I can't tell if you're being serious or not. Colloidal silver is merely silver in solution. It's been used for it's antimicrobial properties for over 1200 years.


----------



## Dexter-01 (Sep 30, 2016)

While colloidal silver has been shown to sometimes work to limit the growth of bacteria, it definitely does build up in your system as your body has no mechanism for removing silver. However this hasn’t stopped people from marketing it as a “natural” cure and antibiotic despite it being proven toxic to human. Now I doubt that soaking your chamois it it will have any effect at all on you, I’d much rather use something like isopropyl alcohol for disinfection, or try a commercially available product for stinky laundry. 
That’s the great thing about products sold commercially for a specific purpose. They actually have to pass testing and regulations unlike things sold as “supplements” which manage to bypass almost all regulations.


----------



## WHALENARD (Feb 21, 2010)

One would have to consume a hell of a lot silver to acheive 5-50ppm shown to be toxic. Like maybe a silver smith breathing in silver dust all day. Yet I've never heard of a poisoned silver smith. I'm sure synthesized chemicals approved by our very non corrupt agencies are less toxic.


----------



## twodownzero (Dec 27, 2017)

Dexter-01 said:


> While colloidal silver has been shown to sometimes work to limit the growth of bacteria, it definitely does build up in your system as your body has no mechanism for removing silver. However this hasn't stopped people from marketing it as a "natural" cure and antibiotic despite it being proven toxic to human. Now I doubt that soaking your chamois it it will have any effect at all on you, I'd much rather use something like isopropyl alcohol for disinfection, or try a commercially available product for stinky laundry.
> That's the great thing about products sold commercially for a specific purpose. They actually have to pass testing and regulations unlike things sold as "supplements" which manage to bypass almost all regulations.

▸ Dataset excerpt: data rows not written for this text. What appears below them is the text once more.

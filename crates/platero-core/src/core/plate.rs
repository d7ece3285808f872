use std::fmt;
use std::ops::{Index, IndexMut};
use std::str::FromStr;
use thiserror::Error;

/// Row letters of a 96-well plate, top to bottom.
pub const ROWS: [char; 8] = ['A', 'B', 'C', 'D', 'E', 'F', 'G', 'H'];
/// Number of columns of a 96-well plate.
pub const COLUMNS: u8 = 12;
/// Number of columns in each mirrored half of the plate.
pub const HALF_COLUMNS: u8 = COLUMNS / 2;
/// Total number of wells.
pub const WELL_COUNT: usize = ROWS.len() * COLUMNS as usize;

#[derive(Debug, Error, Clone, PartialEq, Eq)]
pub enum WellAddressError {
    #[error("Invalid row '{0}', expected a letter between A and H")]
    InvalidRow(char),
    #[error("Invalid column {0}, expected a number between 1 and 12")]
    InvalidColumn(u8),
    #[error("Malformed well address '{0}'")]
    Malformed(String),
}

/// Address of a single well, e.g. `A1` or `H12`.
///
/// Only the 96 addresses of the fixed 8x12 layout can be constructed. The derived ordering
/// is row-major (`A1 < A2 < ... < A12 < B1`), which is also the iteration order of
/// [`PlateGrid`].
#[derive(Debug, Clone, Copy, PartialEq, Eq, Hash, PartialOrd, Ord)]
pub struct WellAddress {
    row: u8,
    column: u8,
}

impl WellAddress {
    pub fn new(row: char, column: u8) -> Result<Self, WellAddressError> {
        let row_upper = row.to_ascii_uppercase();
        let row_index = ROWS
            .iter()
            .position(|&r| r == row_upper)
            .ok_or(WellAddressError::InvalidRow(row))?;
        if column == 0 || column > COLUMNS {
            return Err(WellAddressError::InvalidColumn(column));
        }
        Ok(Self {
            row: row_index as u8,
            column,
        })
    }

    /// Builds an address from 0-based row and column indices.
    pub fn from_indices(row_index: usize, column_index: usize) -> Option<Self> {
        if row_index < ROWS.len() && column_index < COLUMNS as usize {
            Some(Self {
                row: row_index as u8,
                column: column_index as u8 + 1,
            })
        } else {
            None
        }
    }

    /// Builds an address from its position in row-major order (0..96).
    pub fn from_index(index: usize) -> Option<Self> {
        Self::from_indices(index / COLUMNS as usize, index % COLUMNS as usize)
    }

    /// All 96 addresses in row-major order: `A1..A12, B1..B12, ..., H1..H12`.
    pub fn all() -> impl Iterator<Item = WellAddress> {
        (0..WELL_COUNT).filter_map(Self::from_index)
    }

    pub fn row(&self) -> char {
        ROWS[self.row as usize]
    }

    pub fn row_index(&self) -> usize {
        self.row as usize
    }

    /// 1-based column number.
    pub fn column(&self) -> u8 {
        self.column
    }

    /// Position in row-major order.
    pub fn index(&self) -> usize {
        self.row as usize * COLUMNS as usize + (self.column as usize - 1)
    }

    /// Index of the negative-control group calibrating this well. Each group spans
    /// [`HALF_COLUMNS`] consecutive columns.
    pub fn control_group(&self) -> usize {
        (self.column as usize - 1) / HALF_COLUMNS as usize
    }

    pub fn is_left_half(&self) -> bool {
        self.column <= HALF_COLUMNS
    }

    /// The well at the same row in the other half of the plate.
    pub fn mirror(&self) -> WellAddress {
        let column = if self.is_left_half() {
            self.column + HALF_COLUMNS
        } else {
            self.column - HALF_COLUMNS
        };
        Self {
            row: self.row,
            column,
        }
    }

    /// The position this well ends up in when the plate is turned 180 degrees.
    pub fn rotated(&self) -> WellAddress {
        Self {
            row: (ROWS.len() - 1) as u8 - self.row,
            column: COLUMNS + 1 - self.column,
        }
    }
}

impl fmt::Display for WellAddress {
    fn fmt(&self, f: &mut fmt::Formatter<'_>) -> fmt::Result {
        write!(f, "{}{}", self.row(), self.column)
    }
}

impl FromStr for WellAddress {
    type Err = WellAddressError;

    fn from_str(s: &str) -> Result<Self, Self::Err> {
        let trimmed = s.trim();
        let mut chars = trimmed.chars();
        let row = chars
            .next()
            .ok_or_else(|| WellAddressError::Malformed(s.to_string()))?;
        let digits = chars.as_str();
        if digits.is_empty() || !digits.bytes().all(|b| b.is_ascii_digit()) {
            return Err(WellAddressError::Malformed(s.to_string()));
        }
        let column: u8 = digits
            .parse()
            .map_err(|_| WellAddressError::Malformed(s.to_string()))?;
        Self::new(row, column)
    }
}

/// Negative-control group index of a textual well id, e.g. `"A7"` -> 1.
pub fn control_index(cell: &str) -> Result<usize, WellAddressError> {
    cell.parse::<WellAddress>().map(|address| address.control_group())
}

/// A value for every one of the 96 wells of a plate.
#[derive(Debug, Clone, PartialEq)]
pub struct PlateGrid<T> {
    wells: Vec<T>,
}

impl<T: Default> PlateGrid<T> {
    pub fn new() -> Self {
        Self::from_fn(|_| T::default())
    }
}

impl<T: Default> Default for PlateGrid<T> {
    fn default() -> Self {
        Self::new()
    }
}

impl<T> PlateGrid<T> {
    pub fn from_fn(mut f: impl FnMut(WellAddress) -> T) -> Self {
        Self {
            wells: WellAddress::all().map(&mut f).collect(),
        }
    }

    /// Builds a grid from exactly 96 values given in row-major order.
    pub fn from_row_major(values: Vec<T>) -> Option<Self> {
        (values.len() == WELL_COUNT).then_some(Self { wells: values })
    }

    pub fn get(&self, address: WellAddress) -> &T {
        &self.wells[address.index()]
    }

    pub fn get_mut(&mut self, address: WellAddress) -> &mut T {
        &mut self.wells[address.index()]
    }

    pub fn set(&mut self, address: WellAddress, value: T) {
        self.wells[address.index()] = value;
    }

    /// Iterates over all wells in row-major order.
    pub fn iter(&self) -> impl Iterator<Item = (WellAddress, &T)> {
        WellAddress::all().zip(self.wells.iter())
    }

    pub fn values(&self) -> impl Iterator<Item = &T> {
        self.wells.iter()
    }

    pub fn map<U>(&self, mut f: impl FnMut(WellAddress, &T) -> U) -> PlateGrid<U> {
        PlateGrid {
            wells: self.iter().map(|(address, value)| f(address, value)).collect(),
        }
    }

    /// Values of one row (`row_index` 0..8), column 1 first.
    pub fn row(&self, row_index: usize) -> &[T] {
        let start = row_index * COLUMNS as usize;
        &self.wells[start..start + COLUMNS as usize]
    }
}

impl<T: Clone> PlateGrid<T> {
    pub fn filled(value: T) -> Self {
        Self::from_fn(|_| value.clone())
    }

    /// The layout seen by the reader when the plate was loaded turned 180 degrees.
    pub fn rotated(&self) -> Self {
        Self::from_fn(|address| self.get(address.rotated()).clone())
    }
}

impl<T> Index<WellAddress> for PlateGrid<T> {
    type Output = T;

    fn index(&self, address: WellAddress) -> &T {
        self.get(address)
    }
}

impl<T> IndexMut<WellAddress> for PlateGrid<T> {
    fn index_mut(&mut self, address: WellAddress) -> &mut T {
        self.get_mut(address)
    }
}

impl<T: fmt::Display> fmt::Display for PlateGrid<T> {
    fn fmt(&self, f: &mut fmt::Formatter<'_>) -> fmt::Result {
        for column in 1..=COLUMNS {
            write!(f, "\t{}", column)?;
        }
        writeln!(f)?;
        for (row_index, row) in ROWS.iter().enumerate() {
            write!(f, "{}", row)?;
            for value in self.row(row_index) {
                write!(f, "\t{}", value)?;
            }
            writeln!(f)?;
        }
        Ok(())
    }
}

You should tell Samsung to remove it from its washing machines, then, because apparently silver's antibacterial properties are false advertising and their cycle that uses it is a sham.


----------



## Lone Rager (Dec 13, 2013)

Borax or Oxiclean work well for me.


----------



## scepticshock (Jun 6, 2005)

Thanks for all the comments- even the funny ones. One Bike shop suggested Oxiclean, so I am trying that right now. Letting it set for a week. If it is still stinky when damp from the wash I'm going to nuke it for 4 minutes.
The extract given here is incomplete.